I think this is shortsighted thinking, having found that these kids are DYING for a reason to learn. A few years ago I designed a Job Corps program using the technology they have--PowerPoint--where students had to produce a presentation on the career they were considering. They had to present their career and were videotaped doing it. Next to the social entrepreneurship program we designed for them (a story for another day), this was their absolute favorite project. We had kids who, within a week, went from knowing NOTHING about PowerPoint to embedding audio and video and using all the slide transitions they could find. Not always the PRETTIEST work (a slight sense of nausea was an occupational hazard as we watched some of these), but the kids were expressing themselves in ways they never had, and learning technology in a flash. And they LOVED to share the video--the looks on their faces when they saw what they had produced brought us close to tears on many occasions.

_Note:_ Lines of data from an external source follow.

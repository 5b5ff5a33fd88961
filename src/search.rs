/*
 * This Source Code Form is subject to the terms of the Mozilla Public
 * License, v. 2.0. If a copy of the MPL was not distributed with this
 * file, You can obtain one at https://mozilla.org/MPL/2.0/.
 */

use tracing::{debug, trace};

use crate::{
    eval::evaluate,
    rules::{is_in_check, legal_moves, status},
    GameError, GameResult, Move, Score, State,
};

/// Maximum depth that can be searched
pub const MAX_DEPTH: usize = 255;

/// Depth used when none is configured.
pub const DEFAULT_DEPTH: usize = 4;

/// The result of a search, containing the best move found, score, and total nodes searched.
#[derive(Debug, Clone, Copy, PartialEq, Eq, Hash)]
pub struct SearchResult {
    /// Number of nodes searched.
    pub nodes: u64,

    /// Best move found during the search.
    pub bestmove: Option<Move>,

    /// Evaluation of the position after `bestmove` is made, from the mover's perspective.
    pub score: Score,

    /// Depth the search was run to.
    pub depth: usize,
}

impl Default for SearchResult {
    /// A default search result should initialize to a *very bad* value,
    /// since there isn't a move to play.
    #[inline(always)]
    fn default() -> Self {
        Self {
            nodes: 0,
            bestmove: None,
            score: -Score::INF,
            depth: 0,
        }
    }
}

/// Configuration variables for executing a [`Search`].
#[derive(Debug, Clone, Copy, PartialEq, Eq)]
pub struct SearchConfig {
    /// Depth to execute the search to, in plies.
    ///
    /// Always at least 1, so that a move is chosen, and at most [`MAX_DEPTH`].
    pub depth: usize,

    /// Whether to prune with an alpha-beta window.
    ///
    /// Turning this off runs plain minimax. Both choose the same move with the same score;
    /// pruning only changes how many nodes are visited.
    pub alpha_beta: bool,
}

impl SearchConfig {
    /// A pruned search to the provided depth.
    #[inline(always)]
    pub const fn with_depth(depth: usize) -> Self {
        Self {
            depth,
            alpha_beta: true,
        }
    }

    /// The depth that will actually be searched, clamped to `[1, MAX_DEPTH]`.
    #[inline(always)]
    pub fn effective_depth(&self) -> usize {
        self.depth.clamp(1, MAX_DEPTH)
    }
}

impl Default for SearchConfig {
    #[inline(always)]
    fn default() -> Self {
        Self::with_depth(DEFAULT_DEPTH)
    }
}

/// Executes a fixed-depth [negamax](https://www.chessprogramming.org/Negamax) search.
///
/// The search only ever reads the [`State`] it is given and explores copies of it,
/// so it cannot disturb a game in progress.
#[derive(Debug, Clone)]
pub struct Search {
    /// Configuration variables for this instance of the search.
    config: SearchConfig,

    /// Nodes visited so far.
    nodes: u64,
}

impl Search {
    /// Construct a new [`Search`] with the provided configuration.
    #[inline(always)]
    pub fn new(config: SearchConfig) -> Self {
        Self { config, nodes: 0 }
    }

    /// Searches `state` and returns the best move for the side to move.
    ///
    /// If several moves share the best score, the one generated first wins, so the same
    /// position and depth always produce the same move.
    ///
    /// Returns [`GameError::NoLegalMoves`] if the side to move is checkmated or stalemated.
    ///
    /// # Example
    /// ```
    /// # use gambit::{Search, SearchConfig, State};
    /// let state = State::standard();
    /// let res = Search::new(SearchConfig::with_depth(2)).best_move(&state).unwrap();
    /// assert!(res.bestmove.is_some());
    /// ```
    pub fn best_move(&mut self, state: &State) -> GameResult<SearchResult> {
        self.nodes = 1;
        let depth = self.config.effective_depth();

        let moves = legal_moves(state);
        if moves.is_empty() {
            return Err(GameError::NoLegalMoves {
                side: state.turn(),
                status: status(state),
            });
        }

        let mut alpha = -Score::INF;
        let beta = Score::INF;
        let mut res = SearchResult {
            depth,
            ..Default::default()
        };

        for mv in moves {
            let score = -self.negamax(&state.with_move_made(mv), depth - 1, 1, -beta, -alpha);
            trace!(%mv, %score, "root move");

            // Only a strictly better score replaces the current best, so the first of equals is kept
            if score > res.score {
                res.score = score;
                res.bestmove = Some(mv);
            }

            if self.config.alpha_beta {
                alpha = alpha.max(score);
            }
        }

        res.nodes = self.nodes;

        debug!(
            depth,
            nodes = res.nodes,
            score = %res.score,
            bestmove = ?res.bestmove,
            alpha_beta = self.config.alpha_beta,
            "search finished"
        );

        Ok(res)
    }

    /// Primary location of search logic.
    ///
    /// Returns the score of `state` from its side-to-move's perspective.
    /// With pruning enabled, a score at or below `alpha` (or at or above `beta`) is only a bound.
    fn negamax(
        &mut self,
        state: &State,
        depth: usize,
        ply: i32,
        mut alpha: Score,
        beta: Score,
    ) -> Score {
        self.nodes += 1;

        // If we've reached a terminal node, evaluate the position
        if depth == 0 {
            return evaluate(state, state.turn());
        }

        let moves = legal_moves(state);

        // If there are no legal moves, it's either mate or a draw.
        if moves.is_empty() {
            return if is_in_check(state) {
                // Prefer earlier mates
                -Score::MATE + ply
            } else {
                Score::DRAW
            };
        }

        // Start with a *really bad* initial score
        let mut best = -Score::INF;

        for mv in moves {
            // Copy-make the new position and recurse
            let child = state.with_move_made(mv);
            let score = -self.negamax(&child, depth - 1, ply + 1, -beta, -alpha);

            best = best.max(score);

            if self.config.alpha_beta {
                alpha = alpha.max(score);
                if alpha >= beta {
                    break;
                }
            }
        }

        best
    }
}

/// Searches `state` to `depth` plies with pruning, returning the chosen move.
///
/// # Example
/// ```
/// # use gambit::{search::best_move, Move, Square, State};
/// // Black's rook is free to take
/// let state = State::from_fen("r3k3/8/8/8/8/8/8/R3K3 w").unwrap();
/// assert_eq!(best_move(&state, 1).unwrap(), Move::new(Square::A1, Square::A8));
/// ```
pub fn best_move(state: &State, depth: usize) -> GameResult<Move> {
    let res = Search::new(SearchConfig::with_depth(depth)).best_move(state)?;

    // A successful search over a non-empty move list always records a move
    res.bestmove.ok_or(GameError::NoLegalMoves {
        side: state.turn(),
        status: status(state),
    })
}

#[cfg(test)]
mod tests {
    use super::*;
    use crate::{rules::is_valid_move, Color, GameStatus, Square};

    fn search(fen: &str, depth: usize, alpha_beta: bool) -> SearchResult {
        let state = State::from_fen(fen).unwrap();
        Search::new(SearchConfig { depth, alpha_beta })
            .best_move(&state)
            .unwrap()
    }

    fn ensure_is_mate_in(fen: &str, depth: usize, moves: i32) {
        let res = search(fen, depth, true);
        assert!(
            res.score.is_mate(),
            "Search on {fen:?} at depth {depth} produced result that is not mate.\nResult: {res:#?}"
        );
        assert_eq!(res.score.moves_to_mate(), moves);
    }

    #[test]
    fn test_default_config() {
        let config = SearchConfig::default();
        assert_eq!(config.depth, 4);
        assert!(config.alpha_beta);
        assert_eq!(SearchConfig::with_depth(0).effective_depth(), 1);
    }

    #[test]
    fn test_mate_in_1() {
        let fen = "6k1/5ppp/8/8/8/8/5PPP/R5K1 w - - 0 1";
        ensure_is_mate_in(fen, 2, 1);
        ensure_is_mate_in(fen, 3, 1);

        let res = search(fen, 2, true);
        assert_eq!(res.bestmove, Some(Move::new(Square::A1, Square::A8)));
        assert_eq!(res.score, Score::MATE - 1);
    }

    #[test]
    fn test_takes_free_piece_at_depth_1() {
        // The King can step to a2 or b2, or take the undefended knight on b1
        let res = search("7k/8/8/8/8/8/8/Kn6 w - - 0 1", 1, true);
        assert_eq!(res.bestmove, Some(Move::new(Square::A1, Square::B1)));
        assert!(res.score > 0);
    }

    #[test]
    fn test_determinism() {
        let fen = "r3k2r/p1ppqpb1/bn2pnp1/3PN3/1p2P3/2N2Q1p/PPPBBPPP/R3K2R w";
        let first = search(fen, 2, true);
        let second = search(fen, 2, true);
        assert_eq!(first, second);
    }

    #[test]
    fn test_alpha_beta_matches_minimax() {
        let fens = [
            "rnbqkbnr/pppppppp/8/8/8/8/PPPPPPPP/RNBQKBNR w",
            "8/2p5/3p4/KP5r/1R3p1k/8/4P1P1/8 w",
            "r3k3/8/8/8/8/8/8/R3K3 b",
            "6k1/5ppp/8/8/8/8/5PPP/R5K1 w",
        ];

        for fen in fens {
            for depth in 1..=3 {
                let pruned = search(fen, depth, true);
                let minimax = search(fen, depth, false);

                assert_eq!(pruned.bestmove, minimax.bestmove, "{fen} at depth {depth}");
                assert_eq!(pruned.score, minimax.score, "{fen} at depth {depth}");
                assert!(pruned.nodes <= minimax.nodes, "{fen} at depth {depth}");
            }
        }

        let pruned = search(fens[0], 3, true);
        let minimax = search(fens[0], 3, false);
        assert!(pruned.nodes < minimax.nodes);
    }

    #[test]
    fn test_bestmove_is_legal() {
        let fens = [
            "rnbqkbnr/pppppppp/8/8/8/8/PPPPPPPP/RNBQKBNR w",
            "rnbqkbnr/pppppppp/8/8/4P3/8/PPPP1PPP/RNBQKBNR b",
            "4k3/8/8/8/8/8/8/r3K3 w",
        ];

        for fen in fens {
            let state = State::from_fen(fen).unwrap();
            let mv = best_move(&state, 2).unwrap();
            assert!(is_valid_move(&state, mv.from(), mv.to()), "{mv} on {fen}");
        }
    }

    #[test]
    fn test_search_does_not_touch_state() {
        let state = State::standard();
        let before = state.to_string();
        Search::new(SearchConfig::with_depth(3))
            .best_move(&state)
            .unwrap();
        assert_eq!(state.to_string(), before);
    }

    #[test]
    fn test_no_legal_moves() {
        let mated = State::from_fen("4r2k/8/8/8/8/8/3P1P2/3RKR2 w").unwrap();
        assert_eq!(
            Search::new(SearchConfig::default()).best_move(&mated),
            Err(GameError::NoLegalMoves {
                side: Color::White,
                status: GameStatus::Checkmate {
                    winner: Color::Black
                },
            })
        );

        let stalemated = State::from_fen("7k/5Q2/6K1/8/8/8/8/8 b").unwrap();
        assert_eq!(
            best_move(&stalemated, 2),
            Err(GameError::NoLegalMoves {
                side: Color::Black,
                status: GameStatus::Stalemate,
            })
        );
    }
}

Why don't we do more to tap into what they love, using that as an opportunity to learn these kinds of skills? I'd love to see a youth program that was teaching young people how to write their own blogs or do their own podcasting. Or a summer program where they designed their own vidoe game. Think about how cool that would be and for once, I don't think you'd have to pay kids some kind of incentive to show up every day to the program.
So a very long post to say this--I think that technology offers some amazing opportunities for all of us, but in particular I think that we should be doing more to use Web 2.0 tools with the young people in our programs. I know that many non-profits are serving youth and I wonder how they're using these new technologies to expand young people's skills and equip them with the skills of the 21st century. I'd love to do more with this, as it's one of those things that's near and dear and I can't seem to find enough organizations willing to travel the road with me.